From the records below, copy out exactly the lines from the one containing "pub fn resolve(&self, selection: &PropertySelection)" to the one containing "for path in self.resolve_member(member)?", both included. Add nothing else.

Stored dataset items:

==============================

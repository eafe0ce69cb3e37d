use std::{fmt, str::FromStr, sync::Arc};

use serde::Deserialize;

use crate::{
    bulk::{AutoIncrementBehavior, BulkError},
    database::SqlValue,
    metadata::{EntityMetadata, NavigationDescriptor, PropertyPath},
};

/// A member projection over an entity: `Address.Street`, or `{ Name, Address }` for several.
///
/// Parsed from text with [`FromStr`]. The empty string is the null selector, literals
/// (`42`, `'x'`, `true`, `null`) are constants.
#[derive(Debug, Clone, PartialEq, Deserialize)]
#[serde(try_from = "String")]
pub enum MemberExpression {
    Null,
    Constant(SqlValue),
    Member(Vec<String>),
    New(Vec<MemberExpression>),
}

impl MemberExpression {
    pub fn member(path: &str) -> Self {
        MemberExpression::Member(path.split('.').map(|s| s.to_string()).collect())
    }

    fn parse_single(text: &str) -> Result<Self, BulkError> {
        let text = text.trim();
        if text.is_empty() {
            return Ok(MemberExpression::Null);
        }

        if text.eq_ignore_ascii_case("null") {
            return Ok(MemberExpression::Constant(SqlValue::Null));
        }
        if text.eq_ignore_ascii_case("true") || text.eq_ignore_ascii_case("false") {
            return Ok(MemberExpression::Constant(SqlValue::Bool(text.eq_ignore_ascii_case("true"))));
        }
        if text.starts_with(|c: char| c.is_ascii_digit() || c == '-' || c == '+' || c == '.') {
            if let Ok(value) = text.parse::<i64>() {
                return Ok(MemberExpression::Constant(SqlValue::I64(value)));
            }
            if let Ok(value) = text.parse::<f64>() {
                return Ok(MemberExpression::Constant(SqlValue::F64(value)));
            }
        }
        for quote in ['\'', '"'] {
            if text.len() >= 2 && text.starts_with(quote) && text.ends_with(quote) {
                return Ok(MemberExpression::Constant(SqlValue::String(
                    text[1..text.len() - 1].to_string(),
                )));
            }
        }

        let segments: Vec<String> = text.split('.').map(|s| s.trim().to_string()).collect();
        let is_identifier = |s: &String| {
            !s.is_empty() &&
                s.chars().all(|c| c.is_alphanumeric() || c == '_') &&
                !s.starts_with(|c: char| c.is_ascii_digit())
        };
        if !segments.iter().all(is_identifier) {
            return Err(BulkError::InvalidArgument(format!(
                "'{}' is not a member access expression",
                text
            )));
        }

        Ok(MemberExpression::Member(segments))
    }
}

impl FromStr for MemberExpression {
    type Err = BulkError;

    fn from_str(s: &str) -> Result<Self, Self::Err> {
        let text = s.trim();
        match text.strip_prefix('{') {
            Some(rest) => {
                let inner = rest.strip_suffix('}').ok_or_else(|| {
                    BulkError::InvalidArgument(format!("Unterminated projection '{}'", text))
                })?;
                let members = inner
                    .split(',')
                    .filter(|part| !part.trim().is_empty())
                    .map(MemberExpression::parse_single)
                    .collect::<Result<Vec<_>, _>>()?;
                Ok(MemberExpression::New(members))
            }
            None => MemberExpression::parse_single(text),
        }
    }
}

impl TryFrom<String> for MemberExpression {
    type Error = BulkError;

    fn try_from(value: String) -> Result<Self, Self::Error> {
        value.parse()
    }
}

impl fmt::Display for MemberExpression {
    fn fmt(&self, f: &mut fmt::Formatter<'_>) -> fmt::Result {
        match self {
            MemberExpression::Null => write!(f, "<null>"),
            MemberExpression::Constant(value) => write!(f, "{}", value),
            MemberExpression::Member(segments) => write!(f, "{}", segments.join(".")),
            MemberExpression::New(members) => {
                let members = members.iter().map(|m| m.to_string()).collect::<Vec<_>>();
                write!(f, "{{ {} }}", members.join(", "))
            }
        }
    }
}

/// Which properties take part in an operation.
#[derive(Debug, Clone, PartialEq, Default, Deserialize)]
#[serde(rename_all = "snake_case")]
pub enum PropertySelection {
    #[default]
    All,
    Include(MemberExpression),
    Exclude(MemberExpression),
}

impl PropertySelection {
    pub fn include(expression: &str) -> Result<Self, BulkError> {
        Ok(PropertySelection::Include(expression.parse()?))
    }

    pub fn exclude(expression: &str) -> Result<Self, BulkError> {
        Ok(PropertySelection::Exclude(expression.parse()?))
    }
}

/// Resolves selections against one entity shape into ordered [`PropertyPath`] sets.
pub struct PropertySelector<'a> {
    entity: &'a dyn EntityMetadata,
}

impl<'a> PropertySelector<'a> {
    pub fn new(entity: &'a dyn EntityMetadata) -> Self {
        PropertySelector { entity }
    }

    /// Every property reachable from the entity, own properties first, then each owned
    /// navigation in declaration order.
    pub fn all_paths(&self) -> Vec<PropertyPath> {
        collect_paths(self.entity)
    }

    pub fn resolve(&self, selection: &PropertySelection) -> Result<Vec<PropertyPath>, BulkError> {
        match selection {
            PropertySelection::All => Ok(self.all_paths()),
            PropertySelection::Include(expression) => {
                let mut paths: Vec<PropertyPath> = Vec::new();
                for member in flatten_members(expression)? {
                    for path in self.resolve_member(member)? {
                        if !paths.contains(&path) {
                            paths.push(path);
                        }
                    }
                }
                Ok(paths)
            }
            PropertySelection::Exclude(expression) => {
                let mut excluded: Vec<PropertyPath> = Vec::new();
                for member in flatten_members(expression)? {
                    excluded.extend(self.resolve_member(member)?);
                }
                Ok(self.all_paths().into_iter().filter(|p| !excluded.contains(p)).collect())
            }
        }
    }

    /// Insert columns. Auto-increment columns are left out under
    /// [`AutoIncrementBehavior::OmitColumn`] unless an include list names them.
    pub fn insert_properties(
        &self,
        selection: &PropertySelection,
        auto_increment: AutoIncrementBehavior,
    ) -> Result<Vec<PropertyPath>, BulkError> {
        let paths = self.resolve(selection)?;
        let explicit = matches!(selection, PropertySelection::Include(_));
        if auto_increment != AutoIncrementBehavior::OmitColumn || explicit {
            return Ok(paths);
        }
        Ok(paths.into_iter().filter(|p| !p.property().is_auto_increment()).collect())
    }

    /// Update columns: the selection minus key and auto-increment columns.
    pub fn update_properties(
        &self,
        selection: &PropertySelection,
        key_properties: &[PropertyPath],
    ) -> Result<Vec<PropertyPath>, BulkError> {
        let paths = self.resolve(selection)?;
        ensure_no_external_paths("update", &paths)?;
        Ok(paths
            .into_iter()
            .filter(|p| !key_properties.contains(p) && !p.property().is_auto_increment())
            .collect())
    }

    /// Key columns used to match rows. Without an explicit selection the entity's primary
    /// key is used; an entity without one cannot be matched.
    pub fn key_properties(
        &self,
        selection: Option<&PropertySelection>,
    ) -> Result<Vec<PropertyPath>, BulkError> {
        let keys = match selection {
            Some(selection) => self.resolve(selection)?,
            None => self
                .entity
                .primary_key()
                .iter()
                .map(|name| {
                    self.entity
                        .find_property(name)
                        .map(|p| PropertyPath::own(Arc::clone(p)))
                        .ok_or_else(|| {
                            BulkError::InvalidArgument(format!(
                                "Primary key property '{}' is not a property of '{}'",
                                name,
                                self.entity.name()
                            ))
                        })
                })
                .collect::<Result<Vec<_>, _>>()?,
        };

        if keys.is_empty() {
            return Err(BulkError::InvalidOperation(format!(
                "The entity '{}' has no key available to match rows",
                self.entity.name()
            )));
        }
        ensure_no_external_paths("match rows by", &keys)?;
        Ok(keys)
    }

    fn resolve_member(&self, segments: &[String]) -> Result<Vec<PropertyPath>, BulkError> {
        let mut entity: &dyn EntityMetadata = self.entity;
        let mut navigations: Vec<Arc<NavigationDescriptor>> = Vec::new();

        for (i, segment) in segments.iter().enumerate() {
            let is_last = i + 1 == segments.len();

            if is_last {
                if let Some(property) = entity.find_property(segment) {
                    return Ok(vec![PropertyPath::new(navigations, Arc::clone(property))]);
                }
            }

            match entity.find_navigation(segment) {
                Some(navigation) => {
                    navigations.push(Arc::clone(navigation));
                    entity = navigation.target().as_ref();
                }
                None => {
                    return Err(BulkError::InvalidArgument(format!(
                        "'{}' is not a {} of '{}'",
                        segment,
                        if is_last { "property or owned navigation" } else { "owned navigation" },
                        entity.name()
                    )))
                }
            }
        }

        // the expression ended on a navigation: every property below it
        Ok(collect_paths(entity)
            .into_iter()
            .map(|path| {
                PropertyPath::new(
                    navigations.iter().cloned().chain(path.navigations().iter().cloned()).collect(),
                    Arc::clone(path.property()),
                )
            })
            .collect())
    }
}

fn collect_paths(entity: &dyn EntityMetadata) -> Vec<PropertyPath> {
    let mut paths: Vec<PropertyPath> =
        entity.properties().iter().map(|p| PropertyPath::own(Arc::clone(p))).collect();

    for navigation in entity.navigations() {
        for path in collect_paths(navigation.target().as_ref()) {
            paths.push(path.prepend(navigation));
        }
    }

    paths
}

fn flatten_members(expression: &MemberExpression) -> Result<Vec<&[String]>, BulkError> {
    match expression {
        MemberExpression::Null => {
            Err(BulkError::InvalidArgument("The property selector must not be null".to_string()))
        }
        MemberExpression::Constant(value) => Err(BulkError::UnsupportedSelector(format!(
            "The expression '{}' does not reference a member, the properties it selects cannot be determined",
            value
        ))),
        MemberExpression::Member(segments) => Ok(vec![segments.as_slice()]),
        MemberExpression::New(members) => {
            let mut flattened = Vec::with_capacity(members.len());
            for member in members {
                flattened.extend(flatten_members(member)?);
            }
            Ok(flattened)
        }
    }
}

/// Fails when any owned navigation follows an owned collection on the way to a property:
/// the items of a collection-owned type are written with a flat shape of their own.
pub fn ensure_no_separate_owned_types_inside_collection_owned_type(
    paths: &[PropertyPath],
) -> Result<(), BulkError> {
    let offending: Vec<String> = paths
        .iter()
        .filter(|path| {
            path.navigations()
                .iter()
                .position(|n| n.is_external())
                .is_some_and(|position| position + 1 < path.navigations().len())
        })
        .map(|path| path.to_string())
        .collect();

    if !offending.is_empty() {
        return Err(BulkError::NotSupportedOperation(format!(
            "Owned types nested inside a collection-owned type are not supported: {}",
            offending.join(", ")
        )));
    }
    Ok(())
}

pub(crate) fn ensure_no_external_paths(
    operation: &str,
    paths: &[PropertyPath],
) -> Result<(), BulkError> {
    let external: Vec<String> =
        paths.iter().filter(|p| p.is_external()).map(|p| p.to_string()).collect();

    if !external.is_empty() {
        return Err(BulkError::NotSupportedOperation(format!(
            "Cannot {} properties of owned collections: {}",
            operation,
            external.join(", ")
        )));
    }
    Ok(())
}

==============================

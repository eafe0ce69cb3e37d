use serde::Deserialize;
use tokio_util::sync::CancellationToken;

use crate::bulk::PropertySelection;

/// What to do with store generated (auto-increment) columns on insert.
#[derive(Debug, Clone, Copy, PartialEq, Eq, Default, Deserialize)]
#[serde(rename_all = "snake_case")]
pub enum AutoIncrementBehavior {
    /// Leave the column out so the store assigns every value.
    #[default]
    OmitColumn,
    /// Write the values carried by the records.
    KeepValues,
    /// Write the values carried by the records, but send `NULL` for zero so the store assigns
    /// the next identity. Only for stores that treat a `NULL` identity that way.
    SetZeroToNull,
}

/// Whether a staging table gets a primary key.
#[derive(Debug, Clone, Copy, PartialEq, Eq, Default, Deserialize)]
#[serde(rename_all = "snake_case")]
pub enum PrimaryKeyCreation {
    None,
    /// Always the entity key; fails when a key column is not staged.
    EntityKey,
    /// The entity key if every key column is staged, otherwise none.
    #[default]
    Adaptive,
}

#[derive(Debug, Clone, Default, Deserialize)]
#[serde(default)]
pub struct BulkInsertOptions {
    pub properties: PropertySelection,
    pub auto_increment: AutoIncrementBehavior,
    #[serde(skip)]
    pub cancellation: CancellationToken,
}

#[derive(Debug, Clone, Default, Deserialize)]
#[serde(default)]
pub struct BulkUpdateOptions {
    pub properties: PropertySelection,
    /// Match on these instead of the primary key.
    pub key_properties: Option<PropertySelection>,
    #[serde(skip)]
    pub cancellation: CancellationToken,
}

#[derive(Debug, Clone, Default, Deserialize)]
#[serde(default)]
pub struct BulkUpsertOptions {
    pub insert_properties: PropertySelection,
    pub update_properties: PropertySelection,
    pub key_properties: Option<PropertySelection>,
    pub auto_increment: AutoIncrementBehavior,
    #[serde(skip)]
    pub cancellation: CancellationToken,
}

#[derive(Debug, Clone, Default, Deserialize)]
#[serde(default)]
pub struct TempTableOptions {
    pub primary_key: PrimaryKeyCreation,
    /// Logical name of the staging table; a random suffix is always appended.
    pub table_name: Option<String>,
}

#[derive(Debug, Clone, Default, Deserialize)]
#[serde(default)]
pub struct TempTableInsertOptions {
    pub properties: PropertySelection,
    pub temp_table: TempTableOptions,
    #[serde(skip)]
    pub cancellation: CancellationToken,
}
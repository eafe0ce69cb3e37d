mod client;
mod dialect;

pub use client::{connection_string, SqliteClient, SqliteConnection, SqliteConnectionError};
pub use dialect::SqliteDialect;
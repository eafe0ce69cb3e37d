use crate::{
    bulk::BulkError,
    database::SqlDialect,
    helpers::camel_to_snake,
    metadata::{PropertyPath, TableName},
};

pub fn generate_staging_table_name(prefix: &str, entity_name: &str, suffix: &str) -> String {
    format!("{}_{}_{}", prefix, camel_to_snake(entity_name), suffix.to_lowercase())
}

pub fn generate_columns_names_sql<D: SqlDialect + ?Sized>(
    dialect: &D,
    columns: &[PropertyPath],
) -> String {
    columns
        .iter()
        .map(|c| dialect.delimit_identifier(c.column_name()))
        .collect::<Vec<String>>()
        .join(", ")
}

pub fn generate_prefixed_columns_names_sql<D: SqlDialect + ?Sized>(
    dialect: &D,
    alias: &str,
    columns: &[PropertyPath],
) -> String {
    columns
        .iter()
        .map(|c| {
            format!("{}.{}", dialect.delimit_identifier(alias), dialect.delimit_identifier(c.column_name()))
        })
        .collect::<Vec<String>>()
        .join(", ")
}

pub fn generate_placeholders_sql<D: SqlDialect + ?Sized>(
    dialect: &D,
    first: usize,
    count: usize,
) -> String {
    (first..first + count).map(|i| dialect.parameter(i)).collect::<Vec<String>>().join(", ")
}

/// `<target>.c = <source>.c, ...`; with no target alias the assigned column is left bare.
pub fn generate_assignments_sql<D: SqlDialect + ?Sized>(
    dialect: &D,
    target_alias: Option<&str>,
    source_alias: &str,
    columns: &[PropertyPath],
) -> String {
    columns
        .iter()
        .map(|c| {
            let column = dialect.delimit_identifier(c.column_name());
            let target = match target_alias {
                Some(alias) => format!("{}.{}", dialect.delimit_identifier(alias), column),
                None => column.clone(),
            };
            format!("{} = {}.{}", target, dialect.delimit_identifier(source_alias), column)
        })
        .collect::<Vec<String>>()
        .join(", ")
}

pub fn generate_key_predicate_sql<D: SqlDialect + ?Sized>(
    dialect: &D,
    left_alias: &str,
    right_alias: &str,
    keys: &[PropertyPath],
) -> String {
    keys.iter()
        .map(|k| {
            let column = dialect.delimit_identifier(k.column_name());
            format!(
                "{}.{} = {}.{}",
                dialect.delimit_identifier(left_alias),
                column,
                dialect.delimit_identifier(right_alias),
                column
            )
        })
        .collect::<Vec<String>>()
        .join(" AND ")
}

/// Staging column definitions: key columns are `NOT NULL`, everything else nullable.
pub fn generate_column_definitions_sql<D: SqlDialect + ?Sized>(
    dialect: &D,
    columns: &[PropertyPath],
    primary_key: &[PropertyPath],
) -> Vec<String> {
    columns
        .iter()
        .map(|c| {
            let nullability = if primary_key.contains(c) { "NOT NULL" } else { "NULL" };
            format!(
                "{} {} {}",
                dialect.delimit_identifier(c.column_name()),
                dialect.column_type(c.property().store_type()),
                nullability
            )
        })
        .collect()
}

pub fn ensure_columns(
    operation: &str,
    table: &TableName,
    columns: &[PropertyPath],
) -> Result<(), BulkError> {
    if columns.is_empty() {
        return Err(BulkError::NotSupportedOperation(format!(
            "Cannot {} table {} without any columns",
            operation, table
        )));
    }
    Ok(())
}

==============================

TASK OUTPUT
    pub fn resolve(&self, selection: &PropertySelection) -> Result<Vec<PropertyPath>, BulkError> {
        match selection {
            PropertySelection::All => Ok(self.all_paths()),
            PropertySelection::Include(expression) => {
                let mut paths: Vec<PropertyPath> = Vec::new();
                for member in flatten_members(expression)? {
                    for path in self.resolve_member(member)? {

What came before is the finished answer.